T_W = the total time you spend walking (perhaps some of it on the stairs, some of it on the escalator)

T_V = the total time you spend on the escalator (perhaps some of it walking and some of it resting)

T = the total time for your entire journey.

IV. Write down some equations:

(1) The total length of your journey (in yards) is W T_W + V T_V, which has to equal L.

(2) The total length of your journey (in minutes) is the minute you spend resting plus the time you spend walking, or 1+T_W, which has to equal T.

In short:

(1′) W T_W + V T_V = L

(2′) 1 + T_W = T

V. Combine (1′) with (2′) to get

(3) T = A – B T_V

where A = 1 + L/W and B = V/W are constants.

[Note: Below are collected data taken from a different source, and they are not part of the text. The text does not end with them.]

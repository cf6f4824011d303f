//! Identifier types.
//!
//! Session and subscription identifiers are opaque to clients: they are
//! handed out as bare UUID strings (e.g. in a websocket frame) and parsed
//! back with [`FromStr`](std::str::FromStr) when the client refers to them.

use serde::{Deserialize, Serialize};
use std::str::FromStr;
use uuid::Uuid;

/// Identifier of a northbound session.
///
/// Random (UUID v4) per session, so a session id never leaks which user
/// it belongs to and cannot be guessed from another user's ids.
///
/// # Example
///
/// ```
/// use gantry_types::SessionId;
///
/// let id = SessionId::new();
/// let parsed: SessionId = id.to_string().parse().expect("uuid string");
/// assert_eq!(id, parsed);
/// ```
#[derive(Debug, Clone, Copy, PartialEq, Eq, Hash, PartialOrd, Ord, Serialize, Deserialize)]
pub struct SessionId(pub Uuid);

#[allow(clippy::new_without_default)] // every id must be minted explicitly by the registry
impl SessionId {
    /// Creates a new [`SessionId`] with a random UUID v4.
    #[must_use]
    pub fn new() -> Self {
        Self(Uuid::new_v4())
    }

    /// Returns the inner UUID.
    #[must_use]
    pub fn uuid(&self) -> Uuid {
        self.0
    }
}

impl std::fmt::Display for SessionId {
    fn fmt(&self, f: &mut std::fmt::Formatter<'_>) -> std::fmt::Result {
        write!(f, "{}", self.0)
    }
}

impl FromStr for SessionId {
    type Err = uuid::Error;

    fn from_str(s: &str) -> Result<Self, Self::Err> {
        Uuid::parse_str(s).map(Self)
    }
}

/// Identifier of a listener subscription within a session.
///
/// One `add_listener` call yields one [`SubscriptionId`], shared by every
/// per-kind registration that call created.
#[derive(Debug, Clone, Copy, PartialEq, Eq, Hash, PartialOrd, Ord, Serialize, Deserialize)]
pub struct SubscriptionId(pub Uuid);

impl SubscriptionId {
    /// Creates a new [`SubscriptionId`] with a random UUID v4.
    #[must_use]
    pub fn new() -> Self {
        Self(Uuid::new_v4())
    }

    /// Returns the inner UUID.
    #[must_use]
    pub fn uuid(&self) -> Uuid {
        self.0
    }
}

impl Default for SubscriptionId {
    fn default() -> Self {
        Self::new()
    }
}

impl std::fmt::Display for SubscriptionId {
    fn fmt(&self, f: &mut std::fmt::Formatter<'_>) -> std::fmt::Result {
        write!(f, "{}", self.0)
    }
}

impl FromStr for SubscriptionId {
    type Err = uuid::Error;

    fn from_str(s: &str) -> Result<Self, Self::Err> {
        Uuid::parse_str(s).map(Self)
    }
}
//! Configuration errors.

use std::path::PathBuf;
use thiserror::Error;

/// Configuration error type.
#[derive(Debug, Error)]
pub enum ConfigError {
    /// Failed to read config file.
    #[error("failed to read config file '{path}': {source}")]
    ReadFile {
        path: PathBuf,
        #[source]
        source: std::io::Error,
    },

    /// Failed to parse TOML.
    #[error("failed to parse config file '{path}': {source}")]
    ParseToml {
        path: PathBuf,
        #[source]
        source: toml::de::Error,
    },

    /// Invalid environment variable value.
    #[error("invalid value for environment variable '{name}': {message}")]
    InvalidEnvVar { name: String, message: String },
}

impl ConfigError {
    /// Creates a read file error.
    pub fn read_file(path: impl Into<PathBuf>, source: std::io::Error) -> Self {
        Self::ReadFile {
            path: path.into(),
            source,
        }
    }

    /// Creates a parse TOML error.
    pub fn parse_toml(path: impl Into<PathBuf>, source: toml::de::Error) -> Self {
        Self::ParseToml {
            path: path.into(),
            source,
        }
    }

    /// Creates an invalid env var error.
    pub fn invalid_env_var(name: impl Into<String>, message: impl Into<String>) -> Self {
        Self::InvalidEnvVar {
            name: name.into(),
            message: message.into(),
        }
    }
}

#[cfg(test)]
mod tests {
    use super::*;

    #[test]
    fn error_display() {
        let err = ConfigError::invalid_env_var("GANTRY_AUTH_POLICY", "unknown policy");
        assert!(err.to_string().contains("GANTRY_AUTH_POLICY"));
        assert!(err.to_string().contains("unknown policy"));
    }

    #[test]
    fn read_file_keeps_path() {
        let err = ConfigError::read_file(
            "/etc/gantry/session.toml",
            std::io::Error::new(std::io::ErrorKind::PermissionDenied, "denied"),
        );
        assert!(err.to_string().contains("/etc/gantry/session.toml"));
    }
}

VI. Now look at what equation (3) is telling you: Total time for the journey (T) depends ONLY (and in a very simple way) on total time on the escalator (T_V). The more time on the escalator, the shorter the journey. More precisely, an extra minute on the escalator cuts B minutes off your journey — and nothing else can affect the length of your journey.

VII. How does this tie in with your decision about where to rest? Answer: Equation (3) tells you that your decision affects your travel time T ONLY insofar as it affects your escalator time T_V. Once again: An extra minute on the escalator subtracts B minutes from your journey. Period.

VIII. Okay, then, how does your decision about where to rest affect your escalator time T_V? That depends on the model—if we assume a fixed stair length and a fixed escalator length, as in my original example, resting on the escalator gives you more time on the escalator. Therefore it affects the length of your journey. In Bennett’s example, resting on the escalator does not affect your time on the escalator. Therefore it does not cut any time off your journey.

IX. Now have fun: Cook up any crazy example you like. Assume, oh, I don’t know, that resting too long on the escalator causes it to turn into a staircase, or that walking on the stairs will cause them to turn into an escalator, or that the escalator won’t work if you rested on the stairs. It won’t matter. As long as you fix the three constants we started with — your walking speed, the escalator speed, and the total distance you want to cover — equation (3) is going to continue to loom over you, so that your journey time will always be determined entirely by your escalator time, and nothing else can matter.

X. Feel free to generalize! Suppose that instead of resting for a minute, you’re going to sprint for a minute, at some speed T_S — or that you’re going to do some combination of resting and sprinting, or whatever. The analogous equations will still rule the day. Your decisions matter when and only when they affect the amount of time you spend on the escalator, and the benefit of an extra minute on the escalator is always exactly B minutes shaved off your journey, where B is some constant that will depend on the various speeds you assumed.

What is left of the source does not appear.